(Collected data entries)
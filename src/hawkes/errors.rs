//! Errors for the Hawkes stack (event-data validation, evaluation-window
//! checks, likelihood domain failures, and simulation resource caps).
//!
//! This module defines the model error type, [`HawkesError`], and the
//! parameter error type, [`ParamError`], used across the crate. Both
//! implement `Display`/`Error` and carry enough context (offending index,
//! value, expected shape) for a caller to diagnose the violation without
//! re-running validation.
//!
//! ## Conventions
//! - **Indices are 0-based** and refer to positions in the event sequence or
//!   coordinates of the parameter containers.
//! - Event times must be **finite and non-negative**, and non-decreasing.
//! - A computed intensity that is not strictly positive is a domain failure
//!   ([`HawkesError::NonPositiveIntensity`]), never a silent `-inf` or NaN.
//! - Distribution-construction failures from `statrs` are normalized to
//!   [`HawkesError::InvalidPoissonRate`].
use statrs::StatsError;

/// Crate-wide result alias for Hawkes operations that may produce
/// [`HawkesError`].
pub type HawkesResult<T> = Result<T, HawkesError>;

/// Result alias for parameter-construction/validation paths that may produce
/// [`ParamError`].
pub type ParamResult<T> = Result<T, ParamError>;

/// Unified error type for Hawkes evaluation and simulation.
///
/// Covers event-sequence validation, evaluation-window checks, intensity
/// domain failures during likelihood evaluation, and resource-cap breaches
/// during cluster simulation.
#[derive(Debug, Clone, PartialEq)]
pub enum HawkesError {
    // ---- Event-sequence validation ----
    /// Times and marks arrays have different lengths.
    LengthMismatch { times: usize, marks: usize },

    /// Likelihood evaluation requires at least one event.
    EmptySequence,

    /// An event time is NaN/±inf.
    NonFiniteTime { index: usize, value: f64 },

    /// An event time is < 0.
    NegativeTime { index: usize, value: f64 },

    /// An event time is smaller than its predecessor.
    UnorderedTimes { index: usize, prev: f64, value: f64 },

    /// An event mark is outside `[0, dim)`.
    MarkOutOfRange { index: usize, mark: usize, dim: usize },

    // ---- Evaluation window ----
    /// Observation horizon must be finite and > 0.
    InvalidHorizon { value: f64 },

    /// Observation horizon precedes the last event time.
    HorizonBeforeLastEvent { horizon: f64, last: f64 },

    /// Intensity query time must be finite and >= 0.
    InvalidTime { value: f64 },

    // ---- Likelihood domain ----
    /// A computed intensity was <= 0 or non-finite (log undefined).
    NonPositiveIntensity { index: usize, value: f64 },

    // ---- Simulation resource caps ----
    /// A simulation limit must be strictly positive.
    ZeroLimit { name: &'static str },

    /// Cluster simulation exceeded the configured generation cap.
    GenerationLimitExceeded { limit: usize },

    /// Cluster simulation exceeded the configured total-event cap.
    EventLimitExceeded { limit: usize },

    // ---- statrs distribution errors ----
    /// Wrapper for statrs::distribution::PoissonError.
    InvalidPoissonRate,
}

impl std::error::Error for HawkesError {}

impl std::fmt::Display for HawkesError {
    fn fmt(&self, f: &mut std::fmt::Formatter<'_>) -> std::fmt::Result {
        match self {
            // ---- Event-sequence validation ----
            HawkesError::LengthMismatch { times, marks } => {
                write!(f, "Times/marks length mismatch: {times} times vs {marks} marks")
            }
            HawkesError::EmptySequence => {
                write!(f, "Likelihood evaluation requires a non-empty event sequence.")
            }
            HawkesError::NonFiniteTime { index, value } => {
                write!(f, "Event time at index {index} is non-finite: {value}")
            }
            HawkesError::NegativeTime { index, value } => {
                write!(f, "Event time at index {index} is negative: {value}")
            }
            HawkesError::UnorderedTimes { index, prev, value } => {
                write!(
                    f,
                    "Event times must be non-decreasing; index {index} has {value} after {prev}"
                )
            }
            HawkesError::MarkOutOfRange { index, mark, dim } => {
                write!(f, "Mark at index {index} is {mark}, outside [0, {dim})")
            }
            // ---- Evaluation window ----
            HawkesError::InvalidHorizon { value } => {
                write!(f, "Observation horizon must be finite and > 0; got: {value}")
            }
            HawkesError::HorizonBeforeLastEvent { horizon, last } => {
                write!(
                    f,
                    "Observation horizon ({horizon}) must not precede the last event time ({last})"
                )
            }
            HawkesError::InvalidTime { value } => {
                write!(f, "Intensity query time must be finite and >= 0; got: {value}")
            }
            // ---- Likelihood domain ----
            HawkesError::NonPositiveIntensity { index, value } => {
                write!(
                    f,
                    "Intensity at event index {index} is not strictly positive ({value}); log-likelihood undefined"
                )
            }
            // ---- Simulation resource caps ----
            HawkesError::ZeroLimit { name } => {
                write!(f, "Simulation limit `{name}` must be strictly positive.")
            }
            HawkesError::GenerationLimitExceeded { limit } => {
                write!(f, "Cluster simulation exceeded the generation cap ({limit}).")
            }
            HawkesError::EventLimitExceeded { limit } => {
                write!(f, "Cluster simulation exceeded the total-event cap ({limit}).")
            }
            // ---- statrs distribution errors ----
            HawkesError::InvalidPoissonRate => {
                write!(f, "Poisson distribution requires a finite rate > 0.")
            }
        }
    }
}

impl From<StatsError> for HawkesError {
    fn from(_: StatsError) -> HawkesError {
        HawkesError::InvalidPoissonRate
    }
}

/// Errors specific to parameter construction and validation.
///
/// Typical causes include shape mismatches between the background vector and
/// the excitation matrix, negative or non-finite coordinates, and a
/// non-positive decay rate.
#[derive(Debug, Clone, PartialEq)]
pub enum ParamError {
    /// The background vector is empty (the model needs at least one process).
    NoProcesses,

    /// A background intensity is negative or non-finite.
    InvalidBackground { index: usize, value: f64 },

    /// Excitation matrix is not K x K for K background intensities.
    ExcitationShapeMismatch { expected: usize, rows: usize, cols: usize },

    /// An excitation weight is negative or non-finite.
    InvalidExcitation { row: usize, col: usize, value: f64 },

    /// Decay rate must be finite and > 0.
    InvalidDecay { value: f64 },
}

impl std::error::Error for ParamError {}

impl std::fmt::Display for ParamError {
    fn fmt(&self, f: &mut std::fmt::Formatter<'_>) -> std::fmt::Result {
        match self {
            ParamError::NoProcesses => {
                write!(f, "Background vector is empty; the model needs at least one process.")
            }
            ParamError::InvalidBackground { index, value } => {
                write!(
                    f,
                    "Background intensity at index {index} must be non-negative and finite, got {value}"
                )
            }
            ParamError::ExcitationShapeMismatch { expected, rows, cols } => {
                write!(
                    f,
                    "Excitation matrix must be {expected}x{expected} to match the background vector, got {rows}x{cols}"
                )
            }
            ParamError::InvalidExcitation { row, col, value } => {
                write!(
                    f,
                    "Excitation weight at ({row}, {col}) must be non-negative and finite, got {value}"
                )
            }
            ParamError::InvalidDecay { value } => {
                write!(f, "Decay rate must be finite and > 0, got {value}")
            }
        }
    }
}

* * *

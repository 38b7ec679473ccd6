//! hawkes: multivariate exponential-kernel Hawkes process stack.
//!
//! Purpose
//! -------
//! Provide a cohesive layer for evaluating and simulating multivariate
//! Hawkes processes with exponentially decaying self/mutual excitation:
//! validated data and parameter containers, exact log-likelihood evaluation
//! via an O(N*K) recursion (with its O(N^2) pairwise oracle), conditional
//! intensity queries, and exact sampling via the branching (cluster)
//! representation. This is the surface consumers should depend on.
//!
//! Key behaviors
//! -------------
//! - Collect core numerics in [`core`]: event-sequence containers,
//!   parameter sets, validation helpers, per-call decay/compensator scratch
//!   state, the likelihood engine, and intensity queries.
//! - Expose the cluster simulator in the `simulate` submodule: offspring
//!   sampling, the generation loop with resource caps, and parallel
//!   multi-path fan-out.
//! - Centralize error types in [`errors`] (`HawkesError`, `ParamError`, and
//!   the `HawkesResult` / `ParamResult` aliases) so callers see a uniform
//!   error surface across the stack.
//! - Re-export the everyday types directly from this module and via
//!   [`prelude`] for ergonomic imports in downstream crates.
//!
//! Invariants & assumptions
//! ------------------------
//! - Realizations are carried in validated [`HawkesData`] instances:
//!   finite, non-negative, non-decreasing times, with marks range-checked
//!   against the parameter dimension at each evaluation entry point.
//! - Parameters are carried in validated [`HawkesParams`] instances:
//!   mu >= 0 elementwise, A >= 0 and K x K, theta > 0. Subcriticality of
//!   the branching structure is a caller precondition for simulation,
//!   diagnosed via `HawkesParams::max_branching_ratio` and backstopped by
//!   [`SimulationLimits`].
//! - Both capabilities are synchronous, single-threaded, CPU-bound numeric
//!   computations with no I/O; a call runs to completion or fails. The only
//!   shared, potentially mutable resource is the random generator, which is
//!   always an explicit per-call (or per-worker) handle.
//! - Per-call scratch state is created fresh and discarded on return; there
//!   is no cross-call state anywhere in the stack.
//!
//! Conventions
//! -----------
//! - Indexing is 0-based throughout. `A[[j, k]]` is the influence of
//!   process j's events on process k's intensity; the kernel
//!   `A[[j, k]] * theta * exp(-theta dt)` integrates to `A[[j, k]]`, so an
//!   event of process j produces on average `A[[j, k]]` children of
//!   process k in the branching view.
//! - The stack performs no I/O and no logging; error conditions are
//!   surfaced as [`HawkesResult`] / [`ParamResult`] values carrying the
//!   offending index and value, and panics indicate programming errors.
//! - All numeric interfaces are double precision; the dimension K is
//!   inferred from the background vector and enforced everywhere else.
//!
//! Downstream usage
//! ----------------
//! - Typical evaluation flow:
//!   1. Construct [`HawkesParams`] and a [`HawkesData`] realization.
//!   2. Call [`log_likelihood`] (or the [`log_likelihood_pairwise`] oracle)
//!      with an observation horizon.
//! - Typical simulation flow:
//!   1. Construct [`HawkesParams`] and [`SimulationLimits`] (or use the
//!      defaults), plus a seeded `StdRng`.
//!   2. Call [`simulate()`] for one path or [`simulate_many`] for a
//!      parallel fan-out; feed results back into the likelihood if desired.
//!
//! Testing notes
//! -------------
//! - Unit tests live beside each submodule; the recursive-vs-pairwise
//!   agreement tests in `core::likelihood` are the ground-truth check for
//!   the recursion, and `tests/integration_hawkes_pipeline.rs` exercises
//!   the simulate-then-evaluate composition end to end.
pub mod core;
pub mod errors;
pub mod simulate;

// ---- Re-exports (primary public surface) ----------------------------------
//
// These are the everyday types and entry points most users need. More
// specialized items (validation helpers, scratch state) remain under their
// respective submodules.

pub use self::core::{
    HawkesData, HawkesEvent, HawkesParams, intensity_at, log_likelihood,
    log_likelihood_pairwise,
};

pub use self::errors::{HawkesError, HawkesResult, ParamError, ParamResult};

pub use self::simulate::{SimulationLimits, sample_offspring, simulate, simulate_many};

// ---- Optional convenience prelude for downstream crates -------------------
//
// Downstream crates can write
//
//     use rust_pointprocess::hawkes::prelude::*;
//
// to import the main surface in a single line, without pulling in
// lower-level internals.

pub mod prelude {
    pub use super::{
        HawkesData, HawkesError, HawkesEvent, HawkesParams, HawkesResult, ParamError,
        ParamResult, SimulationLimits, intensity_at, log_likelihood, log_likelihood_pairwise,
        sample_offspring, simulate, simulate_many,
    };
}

Problem statement :: Using the records above, restate word for word the lines from the one with "impl From<StatsError> for" through the one with "pub enum ParamError", both included.

Reply ::
impl From<StatsError> for HawkesError {
    fn from(_: StatsError) -> HawkesError {
        HawkesError::InvalidPoissonRate
    }
}

/// Errors specific to parameter construction and validation.
///
/// Typical causes include shape mismatches between the background vector and
/// the excitation matrix, negative or non-finite coordinates, and a
/// non-positive decay rate.
#[derive(Debug, Clone, PartialEq)]
pub enum ParamError {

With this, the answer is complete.